The problem affected some teachers’ phones, but for the most part these issues did not affect students, as the school’s Internet traffic is wireless and does not go through the fiber optics cables.
“When they sent out the email, I went ‘Huh? The phones were broken?'” said Upper School science teacher Eric Nelson.
Two weeks ago, the school phones in Nichols Hall, which use the underground fiber optics cables to connect to the rest of the school and the outside world, started having intermittent issues. According to Director of Instructional Technology Dan Hudkins, after lengthy diagnostics, the school determined that one of the six pairs of fiber optics cables that go to Nichols had stopped working. As a temporary fix, the school changed the phones to use the other five pairs.
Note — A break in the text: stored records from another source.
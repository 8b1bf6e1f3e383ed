use std::sync::Arc;

use secrecy::{ExposeSecret, SecretString};
use serde::{Deserialize, Serialize};
use time::{Duration, OffsetDateTime};
use url::Url;

use super::IdentityError;
use crate::config::core_config::IdentityConfig;
use crate::provider::http_client::{HttpClient, Response};

/// Tokens issued by the identity provider
#[derive(Debug)]
pub struct TokenSet {
    pub access_token: SecretString,
    pub refresh_token: Option<SecretString>,
    pub expires_at: Option<OffsetDateTime>,
}

impl TokenSet {
    /// True when the access token is expired or expires within `leeway`
    pub fn expires_within(&self, now: OffsetDateTime, leeway: Duration) -> bool {
        self.expires_at
            .is_some_and(|expires_at| expires_at - leeway <= now)
    }
}

/// OpenID Connect client of a single Keycloak realm
pub struct KeycloakClient {
    http_client: Arc<dyn HttpClient>,
    config: IdentityConfig,
}

#[derive(Serialize)]
struct PasswordGrantRequest<'a> {
    grant_type: &'static str,
    client_id: &'a str,
    username: &'a str,
    password: &'a str,
    scope: &'static str,
}

#[derive(Serialize)]
struct RefreshTokenGrantRequest<'a> {
    grant_type: &'static str,
    client_id: &'a str,
    refresh_token: &'a str,
}

#[derive(Serialize)]
struct LogoutRequest<'a> {
    client_id: &'a str,
    refresh_token: &'a str,
}

#[derive(Deserialize)]
struct TokenResponse {
    access_token: String,
    expires_in: Option<i64>,
    refresh_token: Option<String>,
}

#[derive(Deserialize)]
struct TokenErrorResponse {
    error: String,
    error_description: Option<String>,
}

impl KeycloakClient {
    pub fn new(http_client: Arc<dyn HttpClient>, config: IdentityConfig) -> Self {
        Self {
            http_client,
            config,
        }
    }

    pub fn client_id(&self) -> &str {
        &self.config.client_id
    }

    pub async fn login_with_password(
        &self,
        username: &str,
        password: &SecretString,
    ) -> Result<TokenSet, IdentityError> {
        tracing::debug!(%username, realm = %self.config.realm, "Requesting token with password grant");

        let request = PasswordGrantRequest {
            grant_type: "password",
            client_id: &self.config.client_id,
            username,
            password: password.expose_secret(),
            scope: "openid",
        };

        let response = self
            .http_client
            .post(self.endpoint("token")?.as_str())
            .form(request)?
            .send()
            .await?;

        token_set_from_response(response)
    }

    pub async fn refresh(&self, refresh_token: &SecretString) -> Result<TokenSet, IdentityError> {
        tracing::debug!(realm = %self.config.realm, "Refreshing access token");

        let request = RefreshTokenGrantRequest {
            grant_type: "refresh_token",
            client_id: &self.config.client_id,
            refresh_token: refresh_token.expose_secret(),
        };

        let response = self
            .http_client
            .post(self.endpoint("token")?.as_str())
            .form(request)?
            .send()
            .await?;

        token_set_from_response(response)
    }

    /// Ends the SSO session bound to `refresh_token`
    pub async fn logout(&self, refresh_token: &SecretString) -> Result<(), IdentityError> {
        let request = LogoutRequest {
            client_id: &self.config.client_id,
            refresh_token: refresh_token.expose_secret(),
        };

        let response = self
            .http_client
            .post(self.endpoint("logout")?.as_str())
            .form(request)?
            .send()
            .await?;

        if !response.status.is_success() {
            return Err(rejection(response));
        }

        tracing::info!(realm = %self.config.realm, "Logged out");
        Ok(())
    }

    fn endpoint(&self, name: &str) -> Result<Url, IdentityError> {
        let mut url = self.config.url.clone();
        url.path_segments_mut()
            .map_err(|_| IdentityError::InvalidUrl(self.config.url.to_string()))?
            .pop_if_empty()
            .extend([
                "realms",
                self.config.realm.as_str(),
                "protocol",
                "openid-connect",
                name,
            ]);

        Ok(url)
    }
}

fn token_set_from_response(response: Response) -> Result<TokenSet, IdentityError> {
    if !response.status.is_success() {
        return Err(rejection(response));
    }

    let token: TokenResponse = response.json()?;
    let expires_at = token
        .expires_in
        .map(|seconds| OffsetDateTime::now_utc() + Duration::seconds(seconds));

    Ok(TokenSet {
        access_token: token.access_token.into(),
        refresh_token: token.refresh_token.map(Into::into),
        expires_at,
    })
}

fn rejection(response: Response) -> IdentityError {
    let status = response.status;
    let description = match serde_json::from_slice::<TokenErrorResponse>(&response.body) {
        Ok(TokenErrorResponse {
            error_description: Some(description),
            ..
        }) => description,
        Ok(TokenErrorResponse { error, .. }) => error,
        Err(_) => response.text(),
    };

    tracing::warn!(%status, %description, "Identity provider rejected request");
    IdentityError::Rejected {
        status,
        description,
    }
}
Within a few days, the phones started to have issues again, and it appeared as though another pair of cables had failed. According to Hudkins, the chances of two pairs of fiber optics cables, which usually have remarkable longevity, failing within days of each other is “astonishingly unlikely.”
The school called in an outside contractor for an evaluation. Since there was not any heavy construction that could have damaged or jostled the cables, the contractor concluded that the likely issue was mice that had found their way into the conduits and were chewing on the fiber optics.
Twelve armored pairs of cables have replaced the six pairs of fiber optics cables that run in underground conduits between Main Hall and Nichols. The conduits were sealed shut with foam, and rodenticide placed inside. As of the time of publication, the problem appears to be resolved.
“In the future, as we open other vaults for whatever maintenance reason, we’ll fill in the ends of the conduits, and we’ll put rodenticide in the vaults. We only did this [procedure] on the path we know would have the problem,” Hudkins said.
The school is not actively taking measures with the other conduits, but Hudkins has stated that if the administration encounters the same issue, they will most probably solve the problem in the same way, by sealing those cables with foam and applying rodenticide.